_GIVEN RECORDS_:
--- --- ---

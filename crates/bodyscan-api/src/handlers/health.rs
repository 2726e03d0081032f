use std::sync::Arc;

use axum::{extract::State, Json};
use serde::Serialize;
use utoipa::ToSchema;

use crate::constants::SERVICE_NAME;
use crate::state::AppState;

#[derive(Debug, Serialize, ToSchema)]
pub struct HealthResponse {
    pub status: String,
    pub service: String,
    pub version: String,
    pub provider: String,
    pub face_detector: String,
}

/// Liveness check
#[utoipa::path(
    get,
    path = "/api/health",
    tag = "health",
    responses((status = 200, description = "Service is running", body = HealthResponse))
)]
pub async fn health_check(State(state): State<Arc<AppState>>) -> Json<HealthResponse> {
    Json(HealthResponse {
        status: "healthy".to_string(),
        service: SERVICE_NAME.to_string(),
        version: env!("CARGO_PKG_VERSION").to_string(),
        provider: state.analysis.provider().as_str().to_string(),
        face_detector: state.pipeline.detector_name().to_string(),
    })
}
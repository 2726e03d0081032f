use image::{imageops, RgbImage};

/// Bounded, aspect-preserving downscaling.
pub struct ImageResize;

impl ImageResize {
    /// Target dimensions so that the longer edge is at most `max_dimension`.
    ///
    /// Never upscales. The shorter edge is rounded to the nearest pixel and is at least 1.
    pub fn bounded_dimensions(width: u32, height: u32, max_dimension: u32) -> (u32, u32) {
        if width <= max_dimension && height <= max_dimension {
            return (width, height);
        }

        if width >= height {
            let scaled = (height as f64 * max_dimension as f64 / width as f64).round() as u32;
            (max_dimension, scaled.max(1))
        } else {
            let scaled = (width as f64 * max_dimension as f64 / height as f64).round() as u32;
            (scaled.max(1), max_dimension)
        }
    }

    /// Downscale with Lanczos3 when the longer edge exceeds `max_dimension`.
    pub fn downscale(image: RgbImage, max_dimension: u32) -> RgbImage {
        let (width, height) = image.dimensions();
        let (target_w, target_h) = Self::bounded_dimensions(width, height, max_dimension);
        if (target_w, target_h) == (width, height) {
            return image;
        }
        imageops::resize(&image, target_w, target_h, imageops::FilterType::Lanczos3)
    }
}
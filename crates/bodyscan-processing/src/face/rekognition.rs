use super::{DetectionError, FaceDetector, FaceRegion};
use crate::image::ImageProcessor;
use async_trait::async_trait;
use aws_config::BehaviorVersion;
use aws_sdk_rekognition::error::DisplayErrorContext;
use aws_sdk_rekognition::primitives::Blob;
use aws_sdk_rekognition::types::{Attribute, FaceDetail, Image};
use aws_sdk_rekognition::Client as RekognitionClient;
use image::RgbImage;

/// JPEG quality of the copy uploaded to Rekognition. Only used for detection.
const DETECTION_JPEG_QUALITY: u8 = 90;

/// AWS Rekognition `DetectFaces` backend.
pub struct RekognitionFaceDetector {
    client: RekognitionClient,
    min_confidence: f32,
}

impl RekognitionFaceDetector {
    /// Create a detector using the default AWS credential chain for the given region.
    pub async fn new(region: &str, min_confidence: f32) -> Self {
        let config = aws_config::defaults(BehaviorVersion::latest())
            .region(aws_config::Region::new(region.to_string()))
            .load()
            .await;

        Self {
            client: RekognitionClient::new(&config),
            min_confidence,
        }
    }

    /// Convert Rekognition face details to pixel regions, dropping low-confidence and
    /// off-image boxes.
    fn to_regions(
        details: &[FaceDetail],
        min_confidence: f32,
        width: u32,
        height: u32,
    ) -> Vec<FaceRegion> {
        details
            .iter()
            .filter(|face| face.confidence().unwrap_or(0.0) >= min_confidence)
            .filter_map(|face| {
                let bbox = face.bounding_box()?;
                FaceRegion::from_ratios(
                    bbox.left().unwrap_or(0.0),
                    bbox.top().unwrap_or(0.0),
                    bbox.width()?,
                    bbox.height()?,
                    width,
                    height,
                )
            })
            .collect()
    }
}

#[async_trait]
impl FaceDetector for RekognitionFaceDetector {
    fn name(&self) -> &'static str {
        "aws-rekognition"
    }

    async fn detect(&self, image: &RgbImage) -> Result<Vec<FaceRegion>, DetectionError> {
        let (width, height) = image.dimensions();
        let jpeg = ImageProcessor::encode_jpeg(image, DETECTION_JPEG_QUALITY)
            .map_err(|e| DetectionError::Encode(e.to_string()))?;

        let response = self
            .client
            .detect_faces()
            .image(Image::builder().bytes(Blob::new(jpeg)).build())
            .attributes(Attribute::Default)
            .send()
            .await
            .map_err(|e| DetectionError::Backend(DisplayErrorContext(&e).to_string()))?;

        let regions = Self::to_regions(response.face_details(), self.min_confidence, width, height);

        tracing::debug!(
            detector = self.name(),
            raw_faces = response.face_details().len(),
            faces = regions.len(),
            "Rekognition face detection completed"
        );

        Ok(regions)
    }
}

#[cfg(test)]
mod tests {
    use super::*;
    use aws_sdk_rekognition::types::BoundingBox;

    fn face(left: f32, top: f32, w: f32, h: f32, confidence: f32) -> FaceDetail {
        FaceDetail::builder()
            .bounding_box(
                BoundingBox::builder()
                    .left(left)
                    .top(top)
                    .width(w)
                    .height(h)
                    .build(),
            )
            .confidence(confidence)
            .build()
    }

    #[test]
    fn test_to_regions_filters_confidence() {
        let details = vec![
            face(0.1, 0.1, 0.2, 0.2, 99.0),
            face(0.5, 0.5, 0.2, 0.2, 40.0),
        ];
        let regions = RekognitionFaceDetector::to_regions(&details, 80.0, 1000, 500);
        assert_eq!(regions, vec![FaceRegion::new(100, 50, 200, 100)]);
    }

    #[test]
    fn test_to_regions_skips_missing_boxes() {
        let details = vec![FaceDetail::builder().confidence(99.0).build()];
        assert!(RekognitionFaceDetector::to_regions(&details, 80.0, 100, 100).is_empty());
    }
}
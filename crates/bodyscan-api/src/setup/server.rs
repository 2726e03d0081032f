//! Server startup and graceful shutdown

use anyhow::Result;
use axum::Router;
use bodyscan_core::Config;

/// Start the server with graceful shutdown
pub async fn start_server(config: &Config, app: Router) -> Result<()> {
    let addr = format!("0.0.0.0:{}", config.server_port());
    tracing::info!(addr = %addr, "Starting server");

    let listener = tokio::net::TcpListener::bind(&addr).await?;

    tracing::info!(
        max_upload_mb = config.max_upload_size_bytes() / 1024 / 1024,
        extensions = %config.allowed_extensions().join(","),
        max_dimension = config.image.max_dimension,
        provider = %config.ai_provider(),
        environment = %config.server.environment,
        "Server ready and accepting connections"
    );

    axum::serve(listener, app)
        .with_graceful_shutdown(shutdown_signal())
        .await?;

    Ok(())
}

/// Resolves on Ctrl+C or SIGTERM.
///
/// # Panics
/// Panics if a signal handler cannot be installed.
async fn shutdown_signal() {
    let ctrl_c = async {
        tokio::signal::ctrl_c()
            .await
            .expect("Failed to install Ctrl+C handler");
    };

    #[cfg(unix)]
    let terminate = async {
        tokio::signal::unix::signal(tokio::signal::unix::SignalKind::terminate())
            .expect("Failed to install signal handler")
            .recv()
            .await;
    };

    #[cfg(not(unix))]
    let terminate = std::future::pending::<()>();

    tokio::select! {
        _ = ctrl_c => {
            tracing::info!("Received Ctrl+C signal");
        },
        _ = terminate => {
            tracing::info!("Received terminate signal");
        },
    }

    tracing::info!("Shutting down gracefully...");
}
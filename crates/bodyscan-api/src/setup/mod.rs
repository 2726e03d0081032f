//! Application setup and initialization

pub mod routes;
pub mod server;

use std::sync::Arc;

use anyhow::{Context, Result};
use bodyscan_analysis::AnalysisService;
use bodyscan_core::Config;
use bodyscan_processing::{create_face_detector, ImagePipeline};
use bodyscan_storage::create_storage;

use crate::state::AppState;

/// Build storage, the intake pipeline, the analysis service and the router.
pub async fn initialize_app(config: Config) -> Result<(Arc<AppState>, axum::Router)> {
    let storage = create_storage(&config.storage)
        .await
        .context("Failed to initialize storage")?;
    let detector = create_face_detector(&config.image.face_detector).await;
    let pipeline = ImagePipeline::new(&config.image, detector, storage);

    let analysis = AnalysisService::from_config(&config.analysis)
        .context("Failed to initialize analysis provider")?;
    tracing::info!(
        provider = %analysis.provider(),
        model = %analysis.model(),
        "Analysis provider configured"
    );

    let state = Arc::new(AppState::new(config, pipeline, analysis));
    let router = routes::setup_routes(&state.config, state.clone())?;

    Ok((state, router))
}
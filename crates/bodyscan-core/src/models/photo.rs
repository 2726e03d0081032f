use bytes::Bytes;
use serde::{Deserialize, Serialize};
use std::fmt;
use std::str::FromStr;
use utoipa::ToSchema;

/// Raw upload as delivered by a transport. Never persisted as-is.
#[derive(Debug, Clone)]
pub struct RawUpload {
    pub filename: String,
    pub data: Bytes,
    pub owner: String,
}

impl RawUpload {
    pub fn new(filename: impl Into<String>, data: impl Into<Bytes>, owner: impl Into<String>) -> Self {
        Self {
            filename: filename.into(),
            data: data.into(),
            owner: owner.into(),
        }
    }
}

/// Persisted, anonymized photo. Immutable once written.
#[derive(Debug, Clone, PartialEq, Eq, Serialize, Deserialize, ToSchema)]
pub struct StoredPhoto {
    /// Final file name, `{hex(owner)}_{uuid}.jpg`.
    pub filename: String,
    /// Storage key (path relative to the storage root).
    pub storage_key: String,
    pub url: String,
    pub width: u32,
    pub height: u32,
    /// Encoded size on disk, in bytes.
    pub file_size: u64,
    pub faces_detected: usize,
    pub is_anonymized: bool,
}

/// Which angle a photo was taken from.
#[derive(Debug, Clone, Copy, Default, PartialEq, Eq, Serialize, Deserialize, ToSchema)]
#[serde(rename_all = "lowercase")]
pub enum PhotoType {
    #[default]
    Front,
    Side,
    Back,
    Other,
}

impl PhotoType {
    pub fn as_str(&self) -> &'static str {
        match self {
            PhotoType::Front => "front",
            PhotoType::Side => "side",
            PhotoType::Back => "back",
            PhotoType::Other => "other",
        }
    }
}

impl fmt::Display for PhotoType {
    fn fmt(&self, f: &mut fmt::Formatter<'_>) -> fmt::Result {
        f.write_str(self.as_str())
    }
}

impl FromStr for PhotoType {
    type Err = String;

    fn from_str(s: &str) -> Result<Self, Self::Err> {
        match s.trim().to_lowercase().as_str() {
            "front" => Ok(PhotoType::Front),
            "side" => Ok(PhotoType::Side),
            "back" => Ok(PhotoType::Back),
            "other" => Ok(PhotoType::Other),
            other => Err(format!(
                "Invalid photo type '{}'. Allowed: front, side, back, other",
                other
            )),
        }
    }
}

#[cfg(test)]
mod tests {
    use super::*;

    #[test]
    fn test_photo_type_parse() {
        assert_eq!("SIDE".parse::<PhotoType>().unwrap(), PhotoType::Side);
        assert_eq!(" back".parse::<PhotoType>().unwrap(), PhotoType::Back);
        assert!("top".parse::<PhotoType>().is_err());
        assert_eq!(PhotoType::default(), PhotoType::Front);
    }

    #[test]
    fn test_stored_photo_serializes_flat() {
        let photo = StoredPhoto {
            filename: "alice_1.jpg".to_string(),
            storage_key: "photos/alice_1.jpg".to_string(),
            url: "/uploads/photos/alice_1.jpg".to_string(),
            width: 2048,
            height: 1536,
            file_size: 1234,
            faces_detected: 1,
            is_anonymized: true,
        };
        let json = serde_json::to_value(&photo).unwrap();
        assert_eq!(json["width"], 2048);
        assert_eq!(json["is_anonymized"], true);
    }
}
use bodyscan_core::AppError;
use bodyscan_storage::StorageError;

use crate::validator::ValidationError;

/// Errors surfaced by the intake pipeline. Every message starts with "Failed to process image".
#[derive(Debug, thiserror::Error)]
pub enum ProcessingError {
    #[error("Failed to process image: {0}")]
    Validation(#[from] ValidationError),

    #[error("Failed to process image: {0}")]
    Storage(#[from] StorageError),

    #[error("Failed to process image: could not encode JPEG: {0}")]
    Encode(String),

    #[error("Failed to process image: photo not found: {0}")]
    PhotoNotFound(String),

    #[error("Failed to process image: {0}")]
    Internal(String),
}

impl From<ProcessingError> for AppError {
    fn from(err: ProcessingError) -> Self {
        let message = err.to_string();
        match err {
            ProcessingError::Validation(ValidationError::FileTooLarge { .. }) => {
                AppError::PayloadTooLarge(message)
            }
            ProcessingError::Validation(_) => AppError::ImageProcessing(message),
            ProcessingError::PhotoNotFound(_)
            | ProcessingError::Storage(StorageError::NotFound(_)) => AppError::NotFound(message),
            ProcessingError::Storage(StorageError::InvalidKey(_)) => AppError::InvalidInput(message),
            ProcessingError::Storage(_) => AppError::Storage(message),
            ProcessingError::Encode(_) | ProcessingError::Internal(_) => AppError::Internal(message),
        }
    }
}
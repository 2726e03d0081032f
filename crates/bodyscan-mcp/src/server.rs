//! MCP server using rmcp SDK
//!
//! Each tool delegates to a plain async method returning `Result<_, AppError>`; the tool wrapper
//! only serializes the value or converts the error.

use std::borrow::Cow;
use std::future::Future;
use std::path::{Component, Path};
use std::sync::Arc;

use bodyscan_analysis::{AnalysisOutcome, AnalysisService, MAX_ANGLES};
use bodyscan_core::models::{PhotoType, RawUpload};
use bodyscan_core::{AppError, ErrorMetadata};
use bodyscan_processing::ImagePipeline;
use rmcp::handler::server::router::tool::ToolRouter;
use rmcp::handler::server::tool::Parameters;
use rmcp::model::*;
use rmcp::{tool, tool_handler, tool_router, ServerHandler};
use serde::Serialize;

use crate::tools::*;

fn text_content(s: impl Into<String>) -> Content {
    Content {
        raw: RawContent::Text(RawTextContent { text: s.into() }),
        annotations: None,
    }
}

fn internal_error(err: AppError) -> ErrorData {
    tracing::warn!(error = %err, code = err.error_code(), "Tool call failed");
    ErrorData {
        code: ErrorCode(-32603),
        message: Cow::from(err.client_message()),
        data: Some(serde_json::json!({ "code": err.error_code() })),
    }
}

fn json_result<T: Serialize>(
    result: Result<T, AppError>,
) -> Result<CallToolResult, ErrorData> {
    let value = result.map_err(internal_error)?;
    let text = serde_json::to_string(&value).map_err(|e| internal_error(e.into()))?;
    Ok(CallToolResult::success(vec![text_content(text)]))
}

fn parse_photo_type(value: Option<&str>) -> Result<PhotoType, AppError> {
    match value {
        Some(v) if !v.trim().is_empty() => v.parse().map_err(AppError::InvalidInput),
        _ => Ok(PhotoType::default()),
    }
}

impl From<AnalysisOutcome> for AnalyzePhotoResult {
    fn from(outcome: AnalysisOutcome) -> Self {
        Self {
            result: outcome.result,
            analysis_duration_ms: outcome.elapsed_ms,
            provider: outcome.provider.as_str().to_string(),
            model: outcome.model,
        }
    }
}

#[derive(Clone)]
pub struct BodyscanService {
    name: String,
    pipeline: Arc<ImagePipeline>,
    analysis: Arc<AnalysisService>,
    tool_router: ToolRouter<BodyscanService>,
}

impl std::fmt::Debug for BodyscanService {
    fn fmt(&self, f: &mut std::fmt::Formatter<'_>) -> std::fmt::Result {
        f.debug_struct("BodyscanService")
            .field("name", &self.name)
            .finish()
    }
}

impl BodyscanService {
    pub async fn upload(&self, req: UploadPhotoRequest) -> Result<UploadPhotoResult, AppError> {
        let path = Path::new(&req.file_path);
        if path.components().any(|c| c == Component::ParentDir) {
            return Err(AppError::InvalidInput(format!(
                "Invalid file path: {}",
                req.file_path
            )));
        }
        let photo_type = parse_photo_type(req.photo_type.as_deref())?;
        let filename = path
            .file_name()
            .and_then(|n| n.to_str())
            .ok_or_else(|| AppError::InvalidInput("file_path has no file name".to_string()))?
            .to_string();
        let data = tokio::fs::read(path).await.map_err(|e| {
            AppError::InvalidInput(format!("Failed to read {}: {}", req.file_path, e))
        })?;

        let stored = self
            .pipeline
            .process_upload(RawUpload::new(filename, data, req.owner))
            .await?;

        Ok(UploadPhotoResult {
            message: format!(
                "Photo uploaded successfully. {} face(s) detected and blurred.",
                stored.faces_detected
            ),
            filename: stored.filename,
            url: stored.url,
            width: stored.width,
            height: stored.height,
            size: stored.file_size,
            faces_detected: stored.faces_detected,
            is_anonymized: stored.is_anonymized,
            photo_type,
        })
    }

    pub async fn analyze(&self, req: AnalyzePhotoRequest) -> Result<AnalyzePhotoResult, AppError> {
        let image = self
            .pipeline
            .load_for_analysis(&req.owner, &req.filename)
            .await?;
        let outcome = self
            .analysis
            .analyze_body_composition(image, req.prompt.as_deref())
            .await?;
        Ok(outcome.into())
    }

    pub async fn analyze_angles(
        &self,
        req: AnalyzeMultiAngleRequest,
    ) -> Result<AnalyzePhotoResult, AppError> {
        let count = req.filenames.len();
        if count == 0 || count > MAX_ANGLES {
            return Err(AppError::InvalidInput(format!(
                "Provide between 1 and {} filenames, got {}",
                MAX_ANGLES, count
            )));
        }
        let types: Vec<PhotoType> = match &req.photo_types {
            Some(types) if types.len() != req.filenames.len() => {
                return Err(AppError::InvalidInput(
                    "photo_types must have one entry per filename".to_string(),
                ))
            }
            Some(types) => types
                .iter()
                .map(|t| parse_photo_type(Some(t)))
                .collect::<Result<_, _>>()?,
            None => vec![PhotoType::Other; req.filenames.len()],
        };

        let mut images = Vec::with_capacity(req.filenames.len());
        for (filename, photo_type) in req.filenames.iter().zip(types) {
            let image = self.pipeline.load_for_analysis(&req.owner, filename).await?;
            images.push((photo_type, image));
        }

        let outcome = self
            .analysis
            .analyze_multi_angle(images, req.prompt.as_deref())
            .await?;
        Ok(outcome.into())
    }

    pub async fn delete(&self, req: DeletePhotoRequest) -> Result<serde_json::Value, AppError> {
        self.pipeline.delete_photo(&req.owner, &req.filename).await?;
        Ok(serde_json::json!({
            "success": true,
            "message": format!("Photo {} deleted", req.filename)
        }))
    }

    pub fn info(&self) -> ServerInfoResult {
        ServerInfoResult {
            name: self.name.clone(),
            version: env!("CARGO_PKG_VERSION").to_string(),
            provider: self.analysis.provider().as_str().to_string(),
            model: self.analysis.model().to_string(),
            face_detector: self.pipeline.detector_name().to_string(),
        }
    }
}

#[tool_router]
impl BodyscanService {
    pub fn new(
        name: impl Into<String>,
        pipeline: Arc<ImagePipeline>,
        analysis: Arc<AnalysisService>,
    ) -> Self {
        Self {
            name: name.into(),
            pipeline,
            analysis,
            tool_router: Self::tool_router(),
        }
    }

    #[tool(
        description = "Upload a body photo from a local path. The photo is downsized, faces are blurred, and it is stored as JPEG."
    )]
    async fn upload_photo(
        &self,
        Parameters(req): Parameters<UploadPhotoRequest>,
    ) -> Result<CallToolResult, ErrorData> {
        json_result(self.upload(req).await)
    }

    #[tool(description = "Estimate body fat percentage from a previously uploaded photo")]
    async fn analyze_photo(
        &self,
        Parameters(req): Parameters<AnalyzePhotoRequest>,
    ) -> Result<CallToolResult, ErrorData> {
        json_result(self.analyze(req).await)
    }

    #[tool(description = "Estimate body fat percentage from up to four photos of the same person taken from different angles")]
    async fn analyze_multi_angle(
        &self,
        Parameters(req): Parameters<AnalyzeMultiAngleRequest>,
    ) -> Result<CallToolResult, ErrorData> {
        json_result(self.analyze_angles(req).await)
    }

    #[tool(description = "Delete a previously uploaded photo")]
    async fn delete_photo(
        &self,
        Parameters(req): Parameters<DeletePhotoRequest>,
    ) -> Result<CallToolResult, ErrorData> {
        json_result(self.delete(req).await)
    }

    #[tool(description = "Show the configured analysis provider, model and face detector")]
    async fn server_info(&self) -> Result<CallToolResult, ErrorData> {
        json_result(Ok(self.info()))
    }
}

#[tool_handler]
impl ServerHandler for BodyscanService {
    fn get_info(&self) -> ServerInfo {
        ServerInfo {
            protocol_version: ProtocolVersion::V_2024_11_05,
            capabilities: ServerCapabilities::builder().enable_tools().build(),
            server_info: Implementation {
                name: self.name.clone(),
                version: env!("CARGO_PKG_VERSION").into(),
            },
            instructions: Some(
                "Bodyscan MCP: upload body photos (faces are blurred before storage), estimate \
                 body fat percentage from one or several angles, and delete photos."
                    .to_string(),
            ),
        }
    }
}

--- --- ---

_WHAT TO WORK ON_:
Using the material above, report each line where "Some" occurs.

_SOLUTION TO THIS PROBLEM_:
        data: Some(serde_json::json!({ "code": err.error_code() })),
        Some(v) if !v.trim().is_empty() => v.parse().map_err(AppError::InvalidInput),
            Some(types) if types.len() != req.filenames.len() => {
            Some(types) => types
                .map(|t| parse_photo_type(Some(t)))
            instructions: Some(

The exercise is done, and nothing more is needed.